WORK REQUEST:
Return only what lies between the first line of the entries and the line containing "launch to finish.", both lines included.

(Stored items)
*-*-*
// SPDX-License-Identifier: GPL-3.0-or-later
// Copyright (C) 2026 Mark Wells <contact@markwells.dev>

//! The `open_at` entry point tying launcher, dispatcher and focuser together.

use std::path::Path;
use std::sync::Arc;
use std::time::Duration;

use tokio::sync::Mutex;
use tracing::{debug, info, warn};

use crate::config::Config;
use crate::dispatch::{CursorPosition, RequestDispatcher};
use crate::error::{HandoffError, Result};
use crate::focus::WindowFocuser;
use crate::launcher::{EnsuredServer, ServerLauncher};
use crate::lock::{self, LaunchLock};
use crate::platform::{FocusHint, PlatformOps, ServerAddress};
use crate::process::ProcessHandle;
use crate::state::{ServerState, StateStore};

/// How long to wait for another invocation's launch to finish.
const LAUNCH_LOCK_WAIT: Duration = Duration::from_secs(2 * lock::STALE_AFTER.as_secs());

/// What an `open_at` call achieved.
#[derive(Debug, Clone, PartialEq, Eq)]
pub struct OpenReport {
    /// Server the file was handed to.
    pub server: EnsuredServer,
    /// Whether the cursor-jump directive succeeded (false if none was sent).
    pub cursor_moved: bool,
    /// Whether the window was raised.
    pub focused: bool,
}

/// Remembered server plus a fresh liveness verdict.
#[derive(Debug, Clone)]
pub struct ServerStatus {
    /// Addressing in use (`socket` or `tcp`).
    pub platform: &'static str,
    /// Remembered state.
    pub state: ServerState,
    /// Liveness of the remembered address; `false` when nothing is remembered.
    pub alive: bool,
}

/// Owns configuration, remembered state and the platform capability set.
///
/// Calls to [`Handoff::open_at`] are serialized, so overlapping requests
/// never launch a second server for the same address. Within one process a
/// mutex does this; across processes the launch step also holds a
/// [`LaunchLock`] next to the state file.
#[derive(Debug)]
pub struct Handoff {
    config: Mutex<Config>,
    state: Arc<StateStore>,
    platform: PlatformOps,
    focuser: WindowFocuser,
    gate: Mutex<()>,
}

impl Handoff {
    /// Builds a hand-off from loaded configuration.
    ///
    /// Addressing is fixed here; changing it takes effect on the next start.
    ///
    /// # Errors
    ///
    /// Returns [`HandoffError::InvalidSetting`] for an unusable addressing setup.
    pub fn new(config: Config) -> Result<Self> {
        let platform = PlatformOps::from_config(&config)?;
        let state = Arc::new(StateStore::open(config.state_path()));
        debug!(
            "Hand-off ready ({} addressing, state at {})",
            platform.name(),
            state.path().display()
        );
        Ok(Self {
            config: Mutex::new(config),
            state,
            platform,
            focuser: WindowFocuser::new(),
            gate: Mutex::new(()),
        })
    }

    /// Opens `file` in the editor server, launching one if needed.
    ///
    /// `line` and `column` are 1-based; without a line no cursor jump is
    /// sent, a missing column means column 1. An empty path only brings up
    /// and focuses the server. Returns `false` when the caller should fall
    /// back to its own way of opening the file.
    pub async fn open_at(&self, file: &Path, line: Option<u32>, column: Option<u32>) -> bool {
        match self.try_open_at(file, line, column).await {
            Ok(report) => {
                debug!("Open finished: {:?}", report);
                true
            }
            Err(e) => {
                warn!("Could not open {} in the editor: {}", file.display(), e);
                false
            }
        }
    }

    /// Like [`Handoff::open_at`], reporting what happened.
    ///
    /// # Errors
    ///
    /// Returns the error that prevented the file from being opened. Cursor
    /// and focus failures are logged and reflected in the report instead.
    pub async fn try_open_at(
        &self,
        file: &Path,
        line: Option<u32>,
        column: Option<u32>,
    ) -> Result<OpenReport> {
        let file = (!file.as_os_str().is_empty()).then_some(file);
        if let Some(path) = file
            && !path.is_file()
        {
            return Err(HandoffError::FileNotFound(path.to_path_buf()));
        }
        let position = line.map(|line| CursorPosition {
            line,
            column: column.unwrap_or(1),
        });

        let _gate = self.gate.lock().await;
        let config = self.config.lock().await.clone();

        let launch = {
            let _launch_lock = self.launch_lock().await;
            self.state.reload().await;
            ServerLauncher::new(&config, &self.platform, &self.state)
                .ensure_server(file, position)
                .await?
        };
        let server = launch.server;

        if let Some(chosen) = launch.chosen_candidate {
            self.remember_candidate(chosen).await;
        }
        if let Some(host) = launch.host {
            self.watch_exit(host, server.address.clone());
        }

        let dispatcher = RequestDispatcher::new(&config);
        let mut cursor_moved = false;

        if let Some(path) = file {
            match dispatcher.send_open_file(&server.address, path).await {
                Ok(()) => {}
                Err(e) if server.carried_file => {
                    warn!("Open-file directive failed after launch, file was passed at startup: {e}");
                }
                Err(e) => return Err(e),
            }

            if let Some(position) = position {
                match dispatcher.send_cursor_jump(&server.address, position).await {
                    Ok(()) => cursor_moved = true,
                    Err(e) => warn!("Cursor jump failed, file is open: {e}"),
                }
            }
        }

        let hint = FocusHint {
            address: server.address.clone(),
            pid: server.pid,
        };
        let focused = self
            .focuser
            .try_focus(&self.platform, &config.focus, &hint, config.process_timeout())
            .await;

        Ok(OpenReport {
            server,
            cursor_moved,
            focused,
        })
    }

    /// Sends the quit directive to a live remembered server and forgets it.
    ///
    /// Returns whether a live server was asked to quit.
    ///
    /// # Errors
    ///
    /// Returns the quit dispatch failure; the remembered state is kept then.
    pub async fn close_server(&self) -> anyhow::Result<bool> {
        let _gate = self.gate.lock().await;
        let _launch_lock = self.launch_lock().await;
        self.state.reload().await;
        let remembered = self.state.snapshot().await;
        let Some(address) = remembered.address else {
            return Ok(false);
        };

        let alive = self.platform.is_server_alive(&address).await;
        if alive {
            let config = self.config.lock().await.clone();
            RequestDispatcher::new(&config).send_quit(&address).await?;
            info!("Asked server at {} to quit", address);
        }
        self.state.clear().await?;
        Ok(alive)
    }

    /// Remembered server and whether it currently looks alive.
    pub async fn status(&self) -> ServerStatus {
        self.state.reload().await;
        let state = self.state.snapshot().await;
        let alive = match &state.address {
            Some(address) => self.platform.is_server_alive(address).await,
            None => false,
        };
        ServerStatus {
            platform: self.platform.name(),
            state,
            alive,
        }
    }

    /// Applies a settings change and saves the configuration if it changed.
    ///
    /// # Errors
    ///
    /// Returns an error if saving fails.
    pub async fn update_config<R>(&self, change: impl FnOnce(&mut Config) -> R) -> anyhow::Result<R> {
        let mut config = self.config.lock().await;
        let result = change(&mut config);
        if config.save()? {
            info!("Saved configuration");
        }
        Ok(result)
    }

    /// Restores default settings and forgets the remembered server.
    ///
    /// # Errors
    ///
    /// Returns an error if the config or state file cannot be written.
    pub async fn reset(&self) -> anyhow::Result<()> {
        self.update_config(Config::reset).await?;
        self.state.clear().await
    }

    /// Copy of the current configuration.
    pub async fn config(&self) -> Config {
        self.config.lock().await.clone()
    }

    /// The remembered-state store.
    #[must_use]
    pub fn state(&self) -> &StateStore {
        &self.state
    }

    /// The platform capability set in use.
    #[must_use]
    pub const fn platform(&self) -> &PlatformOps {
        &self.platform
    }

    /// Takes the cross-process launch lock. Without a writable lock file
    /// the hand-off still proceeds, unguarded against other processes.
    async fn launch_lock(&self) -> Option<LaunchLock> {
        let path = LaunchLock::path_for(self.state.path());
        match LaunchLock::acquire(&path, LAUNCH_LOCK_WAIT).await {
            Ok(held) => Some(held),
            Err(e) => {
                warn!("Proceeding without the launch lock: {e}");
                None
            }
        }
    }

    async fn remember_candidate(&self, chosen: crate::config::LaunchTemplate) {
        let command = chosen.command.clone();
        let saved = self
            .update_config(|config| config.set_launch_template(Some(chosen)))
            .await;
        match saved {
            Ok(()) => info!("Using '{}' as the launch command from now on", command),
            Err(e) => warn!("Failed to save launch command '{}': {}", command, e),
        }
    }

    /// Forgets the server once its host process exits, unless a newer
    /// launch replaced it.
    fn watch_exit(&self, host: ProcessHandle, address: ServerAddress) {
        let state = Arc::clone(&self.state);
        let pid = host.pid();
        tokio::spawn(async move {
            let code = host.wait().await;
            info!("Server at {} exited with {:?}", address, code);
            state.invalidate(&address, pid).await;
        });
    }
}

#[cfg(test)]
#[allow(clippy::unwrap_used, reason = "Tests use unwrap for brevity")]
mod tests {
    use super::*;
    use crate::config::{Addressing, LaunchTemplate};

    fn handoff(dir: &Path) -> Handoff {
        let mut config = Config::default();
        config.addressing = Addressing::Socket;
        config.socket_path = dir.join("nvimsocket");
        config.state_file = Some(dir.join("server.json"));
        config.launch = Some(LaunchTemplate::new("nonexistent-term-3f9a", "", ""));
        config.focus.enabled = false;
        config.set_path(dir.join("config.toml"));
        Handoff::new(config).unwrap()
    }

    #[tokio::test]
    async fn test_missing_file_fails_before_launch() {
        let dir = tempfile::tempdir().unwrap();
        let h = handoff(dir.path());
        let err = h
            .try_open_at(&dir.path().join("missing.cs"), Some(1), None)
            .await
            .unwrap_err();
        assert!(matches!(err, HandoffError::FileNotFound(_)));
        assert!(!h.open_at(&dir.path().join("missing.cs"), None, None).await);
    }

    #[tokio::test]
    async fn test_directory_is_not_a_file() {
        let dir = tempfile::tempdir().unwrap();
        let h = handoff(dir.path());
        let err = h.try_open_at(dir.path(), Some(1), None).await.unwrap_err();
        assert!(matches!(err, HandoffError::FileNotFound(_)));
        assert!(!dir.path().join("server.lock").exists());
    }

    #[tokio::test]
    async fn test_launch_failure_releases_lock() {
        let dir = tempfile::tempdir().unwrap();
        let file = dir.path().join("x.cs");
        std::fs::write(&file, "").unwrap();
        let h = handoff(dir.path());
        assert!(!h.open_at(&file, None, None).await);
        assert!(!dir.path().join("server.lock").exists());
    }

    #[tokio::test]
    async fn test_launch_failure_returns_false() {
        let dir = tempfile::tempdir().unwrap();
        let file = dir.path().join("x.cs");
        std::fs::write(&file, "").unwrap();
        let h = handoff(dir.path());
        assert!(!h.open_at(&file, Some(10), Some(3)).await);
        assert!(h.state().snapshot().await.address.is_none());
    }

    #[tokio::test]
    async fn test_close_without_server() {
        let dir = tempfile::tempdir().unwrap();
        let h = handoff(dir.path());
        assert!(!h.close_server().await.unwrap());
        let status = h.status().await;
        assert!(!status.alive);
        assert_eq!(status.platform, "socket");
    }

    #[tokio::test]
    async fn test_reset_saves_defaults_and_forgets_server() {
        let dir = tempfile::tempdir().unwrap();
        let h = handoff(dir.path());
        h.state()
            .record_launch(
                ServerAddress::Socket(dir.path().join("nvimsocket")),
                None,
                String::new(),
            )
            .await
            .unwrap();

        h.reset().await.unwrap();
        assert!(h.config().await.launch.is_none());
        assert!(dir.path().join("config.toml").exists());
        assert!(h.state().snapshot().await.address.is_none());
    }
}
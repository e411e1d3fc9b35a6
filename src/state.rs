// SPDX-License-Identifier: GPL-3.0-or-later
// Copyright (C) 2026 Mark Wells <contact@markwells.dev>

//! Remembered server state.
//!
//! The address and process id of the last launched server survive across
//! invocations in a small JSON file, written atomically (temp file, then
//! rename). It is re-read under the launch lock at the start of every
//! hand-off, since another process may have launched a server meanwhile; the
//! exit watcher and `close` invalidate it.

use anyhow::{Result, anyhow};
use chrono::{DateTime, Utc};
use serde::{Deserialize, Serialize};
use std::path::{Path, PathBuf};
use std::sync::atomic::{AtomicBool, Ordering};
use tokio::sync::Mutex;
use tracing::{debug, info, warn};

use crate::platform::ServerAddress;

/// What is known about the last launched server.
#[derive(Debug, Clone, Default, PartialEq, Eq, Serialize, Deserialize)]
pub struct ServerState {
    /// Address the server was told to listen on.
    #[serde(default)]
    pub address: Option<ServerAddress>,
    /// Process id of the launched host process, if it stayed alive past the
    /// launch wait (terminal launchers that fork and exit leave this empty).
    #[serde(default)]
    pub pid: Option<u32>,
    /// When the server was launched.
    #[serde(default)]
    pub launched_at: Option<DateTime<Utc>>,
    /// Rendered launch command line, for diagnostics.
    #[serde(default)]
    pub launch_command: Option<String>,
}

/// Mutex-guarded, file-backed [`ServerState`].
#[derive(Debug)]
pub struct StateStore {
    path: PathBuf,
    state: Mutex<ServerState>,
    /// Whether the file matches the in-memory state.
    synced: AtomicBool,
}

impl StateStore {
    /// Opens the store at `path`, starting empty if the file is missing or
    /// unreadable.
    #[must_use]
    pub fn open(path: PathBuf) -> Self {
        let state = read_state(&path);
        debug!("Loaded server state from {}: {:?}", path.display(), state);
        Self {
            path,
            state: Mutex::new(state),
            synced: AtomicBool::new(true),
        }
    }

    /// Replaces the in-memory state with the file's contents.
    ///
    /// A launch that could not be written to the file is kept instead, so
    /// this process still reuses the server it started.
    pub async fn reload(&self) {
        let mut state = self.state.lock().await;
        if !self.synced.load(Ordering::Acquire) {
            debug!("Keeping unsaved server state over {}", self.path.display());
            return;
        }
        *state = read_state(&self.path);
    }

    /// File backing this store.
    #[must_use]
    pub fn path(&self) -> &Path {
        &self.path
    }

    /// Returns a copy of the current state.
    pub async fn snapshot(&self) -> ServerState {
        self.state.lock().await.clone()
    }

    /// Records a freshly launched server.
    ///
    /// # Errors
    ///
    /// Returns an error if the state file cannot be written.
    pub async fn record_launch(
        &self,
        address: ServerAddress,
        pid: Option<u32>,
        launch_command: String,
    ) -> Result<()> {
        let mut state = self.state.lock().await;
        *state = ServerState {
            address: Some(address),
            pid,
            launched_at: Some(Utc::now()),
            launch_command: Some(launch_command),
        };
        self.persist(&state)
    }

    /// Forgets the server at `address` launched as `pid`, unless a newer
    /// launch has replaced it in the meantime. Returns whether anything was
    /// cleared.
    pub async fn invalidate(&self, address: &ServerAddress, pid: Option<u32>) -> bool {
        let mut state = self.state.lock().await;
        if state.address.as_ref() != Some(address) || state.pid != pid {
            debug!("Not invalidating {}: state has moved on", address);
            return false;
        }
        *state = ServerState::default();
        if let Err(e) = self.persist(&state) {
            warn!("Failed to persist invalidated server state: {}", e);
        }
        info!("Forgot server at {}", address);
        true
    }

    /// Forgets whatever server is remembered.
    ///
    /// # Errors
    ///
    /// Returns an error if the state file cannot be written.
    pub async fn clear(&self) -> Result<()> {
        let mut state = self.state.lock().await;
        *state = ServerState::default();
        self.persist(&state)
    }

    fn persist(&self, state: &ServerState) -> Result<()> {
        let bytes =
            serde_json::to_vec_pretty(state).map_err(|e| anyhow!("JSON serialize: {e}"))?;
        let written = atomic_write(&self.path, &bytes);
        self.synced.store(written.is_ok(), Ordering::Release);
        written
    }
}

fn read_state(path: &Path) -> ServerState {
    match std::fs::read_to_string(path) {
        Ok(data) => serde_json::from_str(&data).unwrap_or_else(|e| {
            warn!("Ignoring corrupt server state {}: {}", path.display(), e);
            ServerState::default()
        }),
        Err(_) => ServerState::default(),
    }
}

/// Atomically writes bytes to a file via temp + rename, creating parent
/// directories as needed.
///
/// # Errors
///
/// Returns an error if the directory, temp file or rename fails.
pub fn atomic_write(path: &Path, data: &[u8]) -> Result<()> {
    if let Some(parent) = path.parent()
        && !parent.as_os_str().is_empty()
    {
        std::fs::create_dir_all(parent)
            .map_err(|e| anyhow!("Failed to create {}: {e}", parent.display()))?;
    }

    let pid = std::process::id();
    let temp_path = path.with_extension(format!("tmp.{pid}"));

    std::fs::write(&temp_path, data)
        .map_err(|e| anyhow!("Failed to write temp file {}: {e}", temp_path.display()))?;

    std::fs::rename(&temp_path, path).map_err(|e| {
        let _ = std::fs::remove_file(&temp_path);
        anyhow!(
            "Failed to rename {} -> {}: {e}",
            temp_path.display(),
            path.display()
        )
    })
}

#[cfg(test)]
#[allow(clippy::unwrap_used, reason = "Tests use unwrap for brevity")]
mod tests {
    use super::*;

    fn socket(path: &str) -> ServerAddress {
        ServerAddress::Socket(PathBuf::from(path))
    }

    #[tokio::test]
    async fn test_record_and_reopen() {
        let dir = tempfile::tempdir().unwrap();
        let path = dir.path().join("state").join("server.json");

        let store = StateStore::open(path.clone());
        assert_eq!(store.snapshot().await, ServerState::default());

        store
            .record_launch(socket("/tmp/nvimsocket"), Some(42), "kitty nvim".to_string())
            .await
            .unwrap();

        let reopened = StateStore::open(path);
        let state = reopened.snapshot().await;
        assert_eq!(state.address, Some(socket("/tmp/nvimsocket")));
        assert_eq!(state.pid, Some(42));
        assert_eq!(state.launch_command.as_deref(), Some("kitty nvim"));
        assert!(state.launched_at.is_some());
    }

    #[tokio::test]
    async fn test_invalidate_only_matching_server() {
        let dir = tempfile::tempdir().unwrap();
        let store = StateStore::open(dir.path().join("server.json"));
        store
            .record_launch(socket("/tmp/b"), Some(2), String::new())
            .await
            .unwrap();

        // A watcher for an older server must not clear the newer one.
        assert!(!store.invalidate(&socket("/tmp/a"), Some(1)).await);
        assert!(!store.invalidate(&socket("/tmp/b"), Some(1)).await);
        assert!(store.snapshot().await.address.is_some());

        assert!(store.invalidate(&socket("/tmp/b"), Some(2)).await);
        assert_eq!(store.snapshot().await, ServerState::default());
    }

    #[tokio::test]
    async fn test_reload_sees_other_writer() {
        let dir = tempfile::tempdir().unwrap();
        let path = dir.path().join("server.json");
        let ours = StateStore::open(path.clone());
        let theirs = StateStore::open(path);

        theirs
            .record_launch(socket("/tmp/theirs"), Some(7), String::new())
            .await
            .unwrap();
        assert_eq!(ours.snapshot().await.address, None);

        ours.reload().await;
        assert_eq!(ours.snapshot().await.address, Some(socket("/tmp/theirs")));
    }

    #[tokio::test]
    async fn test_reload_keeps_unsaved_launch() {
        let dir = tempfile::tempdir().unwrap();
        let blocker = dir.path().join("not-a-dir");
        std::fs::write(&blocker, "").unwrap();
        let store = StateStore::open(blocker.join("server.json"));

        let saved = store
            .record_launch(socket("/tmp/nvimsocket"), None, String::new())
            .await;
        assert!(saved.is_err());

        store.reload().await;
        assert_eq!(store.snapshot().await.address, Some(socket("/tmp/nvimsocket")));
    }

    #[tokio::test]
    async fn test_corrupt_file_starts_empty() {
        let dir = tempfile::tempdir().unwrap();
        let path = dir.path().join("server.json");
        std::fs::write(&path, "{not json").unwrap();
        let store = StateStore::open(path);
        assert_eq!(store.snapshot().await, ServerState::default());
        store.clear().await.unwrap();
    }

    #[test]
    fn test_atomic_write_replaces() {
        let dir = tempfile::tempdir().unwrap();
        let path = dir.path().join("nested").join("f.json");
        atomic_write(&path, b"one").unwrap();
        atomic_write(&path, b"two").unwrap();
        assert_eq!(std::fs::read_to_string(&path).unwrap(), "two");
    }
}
*-*-*
RESULT:
// SPDX-License-Identifier: GPL-3.0-or-later
// Copyright (C) 2026 Mark Wells <contact@markwells.dev>

//! The `open_at` entry point tying launcher, dispatcher and focuser together.

use std::path::Path;
use std::sync::Arc;
use std::time::Duration;

use tokio::sync::Mutex;
use tracing::{debug, info, warn};

use crate::config::Config;
use crate::dispatch::{CursorPosition, RequestDispatcher};
use crate::error::{HandoffError, Result};
use crate::focus::WindowFocuser;
use crate::launcher::{EnsuredServer, ServerLauncher};
use crate::lock::{self, LaunchLock};
use crate::platform::{FocusHint, PlatformOps, ServerAddress};
use crate::process::ProcessHandle;
use crate::state::{ServerState, StateStore};

/// How long to wait for another invocation's launch to finish.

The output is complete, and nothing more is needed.